TASK TO CARRY OUT:
What you give must be exactly the lines of the material from the first through the line that contains "instead of looping.", inclusive, and no others.
· · · · · · ·
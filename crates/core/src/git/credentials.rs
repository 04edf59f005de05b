//! Credential negotiation for remote operations.
//!
//! libgit2 calls the credentials callback again every time the server
//! rejects what it was given. The negotiator answers at most twice per
//! operation: first with the strongest credential it can derive (URL
//! user-info for HTTPS, the SSH agent otherwise), then with the neutral
//! default credential. After that libgit2 gives up and the operation fails
//! with an authentication error instead of looping.

use git2::{Cred, CredentialType, RemoteCallbacks};
use tracing::{debug, warn};

use crate::git::remote_url;

/// Username used for SSH-agent lookup when nothing better is known.
const DEFAULT_SSH_USER: &str = "git";

/// Per-operation negotiation state.
#[derive(Debug, Clone, Copy, Default, PartialEq, Eq)]
pub enum CredentialAttemptState {
    #[default]
    FirstAttempt,
    Retried,
}

/// What the negotiator decided to hand to libgit2.
#[derive(Debug, Clone, PartialEq, Eq)]
pub enum CredentialPlan {
    UserPass { username: String, password: String },
    SshAgent { username: String },
    Default,
}

impl CredentialPlan {
    /// Materialize the plan as a libgit2 credential.
    pub fn into_cred(self) -> Result<Cred, git2::Error> {
        match self {
            Self::UserPass { username, password } => Cred::userpass_plaintext(&username, &password),
            Self::SshAgent { username } => Cred::ssh_key_from_agent(&username),
            Self::Default => Cred::default(),
        }
    }
}

/// Produces credentials for one remote.
#[derive(Debug, Clone)]
pub struct CredentialNegotiator {
    url: String,
    username_hint: Option<String>,
}

impl CredentialNegotiator {
    /// `url` is the configured remote URL; `username_hint` is the configured
    /// SSH username, if any.
    pub fn new(url: impl Into<String>, username_hint: Option<String>) -> Self {
        Self {
            url: url.into(),
            username_hint,
        }
    }

    /// Decide which credential to offer and advance `state`.
    ///
    /// `username` is the user libgit2 extracted from the URL, if any.
    pub fn plan(
        &self,
        url: &str,
        username: Option<&str>,
        state: &mut CredentialAttemptState,
    ) -> CredentialPlan {
        if *state == CredentialAttemptState::Retried {
            debug!("credentials already attempted, offering default credential");
            return CredentialPlan::Default;
        }
        *state = CredentialAttemptState::Retried;

        if let Some((username, password)) = remote_url::embedded_credentials(url) {
            debug!(%username, "using credentials embedded in remote url");
            return CredentialPlan::UserPass { username, password };
        }

        let username = username
            .filter(|u| !u.is_empty())
            .map(str::to_string)
            .or_else(|| self.username_hint.clone())
            .or_else(|| remote_url::ssh_username(url))
            .unwrap_or_else(|| DEFAULT_SSH_USER.to_string());
        debug!(%username, "using ssh agent");
        CredentialPlan::SshAgent { username }
    }

    /// Produce a libgit2 credential for `url`.
    pub fn credentials(
        &self,
        url: &str,
        username: Option<&str>,
        state: &mut CredentialAttemptState,
    ) -> Result<Cred, git2::Error> {
        self.plan(url, username, state).into_cred()
    }

    /// Callbacks for a single remote operation, with fresh attempt state.
    ///
    /// The configured URL is used for user-info extraction because libgit2
    /// may hand the callback a URL with credentials already stripped.
    pub fn remote_callbacks<'a>(&self) -> RemoteCallbacks<'a> {
        let negotiator = self.clone();
        let mut state = CredentialAttemptState::default();
        let mut callbacks = RemoteCallbacks::new();
        callbacks.credentials(move |_url, username_from_url, allowed: CredentialType| {
            let result = negotiator.credentials(&negotiator.url, username_from_url, &mut state);
            if let Err(ref e) = result {
                warn!(?allowed, error = %e, "failed to build credential");
            }
            result
        });
        callbacks
    }
}
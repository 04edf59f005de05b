//! Recording the working tree as a commit.

use tracing::info;

use crate::config::IdentityConfig;
use crate::errors::GitError;
use crate::git::client::GitClient;
use crate::ignore_policy::IgnorePolicy;
use crate::models::Commit;

/// Stages and commits everything the ignore policy admits.
pub struct CommitManager<'a> {
    client: &'a GitClient,
    policy: &'a IgnorePolicy,
    identity: &'a IdentityConfig,
}

impl<'a> CommitManager<'a> {
    pub fn new(client: &'a GitClient, policy: &'a IgnorePolicy, identity: &'a IdentityConfig) -> Self {
        Self {
            client,
            policy,
            identity,
        }
    }

    /// Stage all admitted files and commit them on top of HEAD.
    ///
    /// A commit is created even when nothing changed. The first commit of a
    /// repository has no parent.
    pub fn commit(&self, message: &str) -> Result<Commit, GitError> {
        let repo = self.client.repo();
        let mut index = self.client.stage_all(self.policy)?;
        index.write()?;
        let tree_id = index.write_tree()?;
        let tree = repo.find_tree(tree_id)?;

        let sig = GitClient::signature(self.identity)?;
        let parent = self.client.head_commit()?;
        let parents: Vec<&git2::Commit<'_>> = parent.iter().collect();

        let oid = repo.commit(Some("HEAD"), &sig, &sig, message, &tree, &parents)?;
        let commit = repo.find_commit(oid)?;
        info!(sha = %oid, files = index.len(), "committed");
        Ok(Commit::from(&commit))
    }
}
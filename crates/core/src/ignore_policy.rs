//! Which paths of the data directory never enter a commit.
//!
//! The document store keeps transaction scratch space, a lock file and its
//! own settings next to the entities. [`IgnorePolicy`] excludes those (plus
//! any configured extras) both through a `.gitignore` written at bootstrap
//! and through the staging callback every commit goes through.

use std::path::Path;

use tracing::debug;

/// Patterns excluded from every commit.
pub const DEFAULT_IGNORE_PATTERNS: &[&str] = &[".tran/**", "fs.lock", "settings", "storage/**", "*.tmp"];

/// Name of the ignore file written into the data directory.
pub const GITIGNORE: &str = ".gitignore";

/// Glob-based path exclusion.
#[derive(Debug, Clone)]
pub struct IgnorePolicy {
    patterns: Vec<String>,
}

impl Default for IgnorePolicy {
    fn default() -> Self {
        Self::new(Vec::new())
    }
}

impl IgnorePolicy {
    /// The built-in patterns followed by `extra`.
    pub fn new(extra: Vec<String>) -> Self {
        let mut patterns: Vec<String> = DEFAULT_IGNORE_PATTERNS.iter().map(|p| p.to_string()).collect();
        for pattern in extra {
            if !patterns.contains(&pattern) {
                patterns.push(pattern);
            }
        }
        Self { patterns }
    }

    pub fn patterns(&self) -> &[String] {
        &self.patterns
    }

    /// Whether `rel_path` (forward- or back-slash separated) is excluded.
    ///
    /// A path is excluded when it, or any of its parent directories, matches
    /// a pattern; `.tran/**` therefore also covers `.tran` itself.
    pub fn is_ignored(&self, rel_path: &str) -> bool {
        let path = rel_path.replace('\\', "/");
        let path = path.trim_start_matches('/').trim_end_matches('/');
        if path.is_empty() {
            return false;
        }
        if path == ".git" || path.starts_with(".git/") {
            return true;
        }

        let mut prefix = String::new();
        for segment in path.split('/') {
            if !prefix.is_empty() {
                prefix.push('/');
            }
            prefix.push_str(segment);
            if let Some(pattern) = self.matching_pattern(&prefix, segment) {
                debug!(path, pattern, "path matches ignore pattern");
                return true;
            }
        }
        false
    }

    /// Patterns are anchored at the data directory root, except slash-free
    /// wildcard patterns such as `*.tmp`, which match a name at any depth.
    fn matching_pattern(&self, prefix: &str, segment: &str) -> Option<&str> {
        self.patterns
            .iter()
            .find(|pattern| {
                if pattern.starts_with('*') && !pattern.contains('/') {
                    return glob_match::glob_match(pattern, segment);
                }
                glob_match::glob_match(pattern, prefix)
                    || pattern
                        .strip_suffix("/**")
                        .is_some_and(|dir| glob_match::glob_match(dir, prefix))
            })
            .map(String::as_str)
    }

    /// `.gitignore` contents equivalent to this policy.
    pub fn gitignore_contents(&self) -> String {
        let mut out = String::from("# managed by storesync\n");
        for pattern in &self.patterns {
            // Anchor to the data directory root like the glob matcher does.
            let line = match pattern.strip_suffix("/**") {
                Some(dir) => format!("/{dir}/"),
                None if pattern.contains('/') => format!("/{pattern}"),
                None if pattern.starts_with('*') => pattern.clone(),
                None => format!("/{pattern}"),
            };
            out.push_str(&line);
            out.push('\n');
        }
        out
    }

    /// Write `.gitignore` into `dir` unless one already exists.
    ///
    /// Returns whether a file was written.
    pub fn write_gitignore(&self, dir: &Path) -> std::io::Result<bool> {
        let path = dir.join(GITIGNORE);
        if path.exists() {
            debug!(path = %path.display(), "keeping existing .gitignore");
            return Ok(false);
        }
        std::fs::write(&path, self.gitignore_contents())?;
        Ok(true)
    }
}
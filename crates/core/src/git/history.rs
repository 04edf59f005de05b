//! Commit history enumeration.
//!
//! Walks are lazy: [`CommitIter`] yields one commit per `next()` and holds
//! no lock, so dropping it half way is harmless. Every call starts a fresh
//! walk from the current refs.

use git2::{Oid, Repository, Revwalk, Sort};
use tracing::debug;

use crate::errors::GitError;
use crate::git::client::{tracking_ref, GitClient};
use crate::models::CommitSummary;

/// Lazy sequence of commit summaries.
pub struct CommitIter<'r> {
    repo: &'r Repository,
    walk: Revwalk<'r>,
}

impl Iterator for CommitIter<'_> {
    type Item = Result<CommitSummary, GitError>;

    fn next(&mut self) -> Option<Self::Item> {
        let oid = match self.walk.next()? {
            Ok(oid) => oid,
            Err(e) => return Some(Err(e.into())),
        };
        Some(
            self.repo
                .find_commit(oid)
                .map(|commit| CommitSummary::from(&commit))
                .map_err(GitError::from),
        )
    }
}

/// Produces ordered, restartable views of the commit graph.
pub struct RevisionHistoryWalker<'a> {
    client: &'a GitClient,
}

impl<'a> RevisionHistoryWalker<'a> {
    pub fn new(client: &'a GitClient) -> Self {
        Self { client }
    }

    /// Every commit reachable from HEAD, newest first. Empty when HEAD is
    /// unborn.
    pub fn history(&self) -> Result<CommitIter<'a>, GitError> {
        let repo = self.client.repo();
        let mut walk = repo.revwalk()?;
        walk.set_sorting(Sort::TIME)?;
        if !self.client.is_unborn() {
            walk.push_head()?;
        }
        Ok(CommitIter { repo, walk })
    }

    /// Commits reachable from HEAD but not from the remote-tracking ref for
    /// `branch` (the current branch when `None`), oldest first.
    ///
    /// If the remote-tracking ref does not exist nothing has been pushed, so
    /// the whole history is unpushed.
    pub fn local_commits(&self, branch: Option<&str>) -> Result<CommitIter<'a>, GitError> {
        let repo = self.client.repo();
        let branch = match branch {
            Some(b) => b.to_string(),
            None => self.client.current_branch()?,
        };
        let mut walk = repo.revwalk()?;
        walk.set_sorting(Sort::TOPOLOGICAL | Sort::REVERSE)?;
        if !self.client.is_unborn() {
            walk.push_head()?;
        }
        match self.client.tracking_oid(&branch)? {
            Some(remote_tip) => walk.hide(remote_tip)?,
            None => debug!(tracking = %tracking_ref(&branch), "no remote-tracking ref, nothing pushed"),
        }
        Ok(CommitIter { repo, walk })
    }

    /// Whether `target` is reachable from HEAD, found by walking local
    /// history.
    pub fn contains(&self, target: Oid) -> Result<bool, GitError> {
        if self.client.is_unborn() {
            return Ok(false);
        }
        let mut walk = self.client.repo().revwalk()?;
        walk.push_head()?;
        for oid in walk {
            if oid? == target {
                return Ok(true);
            }
        }
        Ok(false)
    }
}
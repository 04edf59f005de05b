//! Local repository operations via `git2`.

use std::cell::RefCell;
use std::path::{Path, PathBuf};

use git2::build::{CheckoutBuilder, RepoBuilder};
use git2::{
    AutotagOption, Direction, FetchOptions, Index, IndexAddOption, Oid, PushOptions, Remote,
    Repository, RepositoryInitOptions, ResetType, Signature, Tree,
};
use tracing::{debug, info, instrument, warn};

use crate::config::IdentityConfig;
use crate::errors::GitError;
use crate::git::credentials::CredentialNegotiator;
use crate::git::remote_url;
use crate::ignore_policy::IgnorePolicy;

/// Name of the single remote storesync manages.
pub const ORIGIN: &str = "origin";

/// Ref name of the remote-tracking branch for `branch`.
pub fn tracking_ref(branch: &str) -> String {
    format!("refs/remotes/{ORIGIN}/{branch}")
}

/// High-level client wrapping a `git2::Repository` rooted at the data
/// directory.
pub struct GitClient {
    repo: Repository,
    repo_path: PathBuf,
}

impl GitClient {
    /// Open the repository at `repo_path` (no upward search).
    pub fn open<P: AsRef<Path>>(repo_path: P) -> Result<Self, GitError> {
        let path = repo_path.as_ref();
        debug!(path = %path.display(), "opening git repository");
        let repo = Repository::open(path)
            .map_err(|_| GitError::RepositoryNotFound(path.display().to_string()))?;
        Ok(Self {
            repo,
            repo_path: path.to_path_buf(),
        })
    }

    /// Create an empty repository whose unborn HEAD points at `branch`.
    #[instrument]
    pub fn init(path: &Path, branch: &str) -> Result<Self, GitError> {
        info!("initializing git repository");
        let mut opts = RepositoryInitOptions::new();
        opts.initial_head(branch).mkpath(true);
        let repo = Repository::init_opts(path, &opts)?;
        Ok(Self {
            repo,
            repo_path: path.to_path_buf(),
        })
    }

    /// Clone `url` into `path`, checking out `branch`.
    #[instrument(skip(negotiator, url), fields(url = %remote_url::redact(url), path = %path.display()))]
    pub fn clone_repo(
        url: &str,
        path: &Path,
        branch: &str,
        negotiator: &CredentialNegotiator,
    ) -> Result<Self, GitError> {
        info!("cloning git repository");
        let mut fetch_opts = FetchOptions::new();
        fetch_opts.remote_callbacks(negotiator.remote_callbacks());
        let mut builder = RepoBuilder::new();
        builder.fetch_options(fetch_opts).branch(branch);
        let repo = builder
            .clone(url, path)
            .map_err(|e| GitError::from_remote(e, "clone", &remote_url::redact(url)))?;
        info!("clone completed");
        Ok(Self {
            repo,
            repo_path: path.to_path_buf(),
        })
    }

    /// Whether `branch` exists on the remote at `url`. A freshly created
    /// remote has no branches at all.
    #[instrument(skip(negotiator, url), fields(url = %remote_url::redact(url)))]
    pub fn remote_has_branch(
        url: &str,
        branch: &str,
        negotiator: &CredentialNegotiator,
    ) -> Result<bool, GitError> {
        let redacted = remote_url::redact(url);
        let mut remote = Remote::create_detached(url)?;
        let mut connection = remote
            .connect_auth(Direction::Fetch, Some(negotiator.remote_callbacks()), None)
            .map_err(|e| GitError::from_remote(e, "ls-remote", &redacted))?;
        let wanted = format!("refs/heads/{branch}");
        let found = connection.remote().list()?.iter().any(|head| head.name() == wanted);
        debug!(found, "remote branch lookup");
        Ok(found)
    }

    pub fn repo_path(&self) -> &Path {
        &self.repo_path
    }

    pub fn repo(&self) -> &Repository {
        &self.repo
    }

    // -----------------------------------------------------------------------
    // Refs
    // -----------------------------------------------------------------------

    /// Whether HEAD points at a branch with no commits yet.
    pub fn is_unborn(&self) -> bool {
        self.repo.head().is_err()
    }

    /// The commit HEAD points at, or `None` when HEAD is unborn.
    pub fn head_commit(&self) -> Result<Option<git2::Commit<'_>>, GitError> {
        match self.repo.head() {
            Ok(head) => Ok(Some(head.peel_to_commit()?)),
            Err(e)
                if e.code() == git2::ErrorCode::UnbornBranch
                    || e.code() == git2::ErrorCode::NotFound =>
            {
                Ok(None)
            }
            Err(e) => Err(e.into()),
        }
    }

    /// The tree of HEAD, or `None` when HEAD is unborn.
    pub fn head_tree(&self) -> Result<Option<Tree<'_>>, GitError> {
        Ok(match self.head_commit()? {
            Some(commit) => Some(commit.tree()?),
            None => None,
        })
    }

    /// Short name of the branch HEAD points at, even when unborn.
    pub fn current_branch(&self) -> Result<String, GitError> {
        match self.repo.head() {
            Ok(head) if head.is_branch() => head
                .shorthand()
                .map(str::to_string)
                .ok_or_else(|| GitError::RefNotFound("HEAD".into())),
            Ok(_) => Err(GitError::RefNotFound("HEAD is detached".into())),
            Err(_) => {
                let head = self.repo.find_reference("HEAD")?;
                head.symbolic_target()
                    .and_then(|t| t.strip_prefix("refs/heads/"))
                    .map(str::to_string)
                    .ok_or_else(|| GitError::RefNotFound("HEAD".into()))
            }
        }
    }

    /// Resolve a full or abbreviated commit id.
    pub fn find_commit(&self, id: &str) -> Result<git2::Commit<'_>, GitError> {
        let object = self
            .repo
            .revparse_single(id)
            .map_err(|_| GitError::CommitNotFound(id.to_string()))?;
        object
            .peel_to_commit()
            .map_err(|_| GitError::CommitNotFound(id.to_string()))
    }

    /// Target of the remote-tracking ref for `branch`, if it exists.
    pub fn tracking_oid(&self, branch: &str) -> Result<Option<Oid>, GitError> {
        match self.repo.refname_to_id(&tracking_ref(branch)) {
            Ok(oid) => Ok(Some(oid)),
            Err(e) if e.code() == git2::ErrorCode::NotFound => Ok(None),
            Err(e) => Err(e.into()),
        }
    }

    /// Make sure `origin` exists and points at `url`.
    pub fn ensure_origin(&self, url: &str) -> Result<(), GitError> {
        match self.repo.find_remote(ORIGIN) {
            Ok(remote) if remote.url() == Some(url) => Ok(()),
            Ok(remote) => {
                let from = remote.url().map(remote_url::redact).unwrap_or_default();
                let to = remote_url::redact(url);
                warn!(%from, %to, "re-pointing origin at configured remote");
                self.repo.remote_set_url(ORIGIN, url)?;
                Ok(())
            }
            Err(_) => {
                info!(url = %remote_url::redact(url), "adding origin remote");
                self.repo.remote(ORIGIN, url)?;
                Ok(())
            }
        }
    }

    // -----------------------------------------------------------------------
    // Working tree & index
    // -----------------------------------------------------------------------

    /// Stage every new, modified and deleted file that `policy` admits.
    ///
    /// The returned index is the repository's own; it is not written to disk
    /// unless the caller calls `write()`.
    pub fn stage_all(&self, policy: &IgnorePolicy) -> Result<Index, GitError> {
        let mut index = self.repo.index()?;
        let mut admit = |path: &Path, _spec: &[u8]| -> i32 {
            if policy.is_ignored(&path.to_string_lossy()) {
                1
            } else {
                0
            }
        };
        index.add_all(
            ["*"].iter(),
            IndexAddOption::DEFAULT,
            Some(&mut admit as &mut git2::IndexMatchedPath),
        )?;
        index.update_all(["*"].iter(), Some(&mut admit as &mut git2::IndexMatchedPath))?;
        // Previously tracked paths that the policy now excludes.
        let excluded: Vec<Vec<u8>> = index
            .iter()
            .filter(|entry| policy.is_ignored(&String::from_utf8_lossy(&entry.path)))
            .map(|entry| entry.path)
            .collect();
        for path in excluded {
            index.remove_path(Path::new(&*String::from_utf8_lossy(&path)))?;
        }
        Ok(index)
    }

    /// Replace the working tree with `tree` without moving HEAD.
    ///
    /// Tracked files are overwritten; untracked files, including the
    /// store's transient and settings files, are left alone.
    pub fn force_checkout_tree(&self, tree: &Tree<'_>) -> Result<(), GitError> {
        let mut checkout = CheckoutBuilder::new();
        checkout.force();
        self.repo.checkout_tree(tree.as_object(), Some(&mut checkout))?;
        Ok(())
    }

    /// Discard all uncommitted edits, including new files.
    pub fn reset_hard_to_head(&self, policy: &IgnorePolicy) -> Result<(), GitError> {
        let Some(head) = self.head_commit()? else {
            return Err(GitError::RefNotFound("HEAD".into()));
        };
        // Staging first makes new files tracked so the hard reset removes them.
        let mut index = self.stage_all(policy)?;
        index.write()?;
        self.repo.reset(head.as_object(), ResetType::Hard, None)?;
        Ok(())
    }

    /// Signature for commits created by storesync.
    pub fn signature(identity: &IdentityConfig) -> Result<Signature<'static>, GitError> {
        Ok(Signature::now(&identity.name, &identity.email)?)
    }

    // -----------------------------------------------------------------------
    // Remote operations
    // -----------------------------------------------------------------------

    /// Fetch `branch` from origin into its remote-tracking ref.
    #[instrument(skip(self, negotiator))]
    pub fn fetch(&self, branch: &str, negotiator: &CredentialNegotiator) -> Result<Option<Oid>, GitError> {
        info!("fetching");
        let mut remote = self.repo.find_remote(ORIGIN)?;
        let url = remote.url().map(remote_url::redact).unwrap_or_default();
        let mut fetch_opts = FetchOptions::new();
        fetch_opts
            .remote_callbacks(negotiator.remote_callbacks())
            .download_tags(AutotagOption::None);
        let refspec = format!("+refs/heads/{branch}:{}", tracking_ref(branch));
        remote
            .fetch(&[&refspec], Some(&mut fetch_opts), None)
            .map_err(|e| GitError::from_remote(e, "fetch", &url))?;
        let oid = self.tracking_oid(branch)?;
        debug!(tip = ?oid, "fetch completed");
        Ok(oid)
    }

    /// Push local `branch` to the identically named branch on origin.
    #[instrument(skip(self, negotiator))]
    pub fn push(&self, branch: &str, negotiator: &CredentialNegotiator) -> Result<(), GitError> {
        info!("pushing");
        let mut remote = self.repo.find_remote(ORIGIN)?;
        let url = remote.url().map(remote_url::redact).unwrap_or_default();
        let rejection: RefCell<Option<String>> = RefCell::new(None);

        let mut callbacks = negotiator.remote_callbacks();
        callbacks.push_update_reference(|refname, status| {
            if let Some(msg) = status {
                warn!(refname, msg, "push rejected");
                *rejection.borrow_mut() = Some(msg.to_string());
            }
            Ok(())
        });
        let mut push_opts = PushOptions::new();
        push_opts.remote_callbacks(callbacks);

        let refspec = format!("refs/heads/{branch}:refs/heads/{branch}");
        remote
            .push(&[&refspec], Some(&mut push_opts))
            .map_err(|e| match e.code() {
                git2::ErrorCode::NotFastForward => GitError::PushRejected {
                    branch: branch.to_string(),
                    detail: e.message().to_string(),
                },
                _ => GitError::from_remote(e, "push", &url),
            })?;
        drop(push_opts);

        if let Some(detail) = rejection.into_inner() {
            return Err(GitError::PushRejected {
                branch: branch.to_string(),
                detail,
            });
        }

        // Record what the remote now has, even if libgit2 did not.
        let local = self.repo.refname_to_id(&format!("refs/heads/{branch}"))?;
        self.repo
            .reference(&tracking_ref(branch), local, true, "storesync: push")?;
        info!(sha = %local, "push completed");
        Ok(())
    }
}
· · · · · · ·
SOLUTION TO THIS PROBLEM:
filename crates/core/src/git/credentials.rs
repository 04edf59f005de05b
//! Credential negotiation for remote operations.
//!
//! libgit2 calls the credentials callback again every time the server
//! rejects what it was given. The negotiator answers at most twice per
//! operation: first with the strongest credential it can derive (URL
//! user-info for HTTPS, the SSH agent otherwise), then with the neutral
//! default credential. After that libgit2 gives up and the operation fails
//! with an authentication error instead of looping.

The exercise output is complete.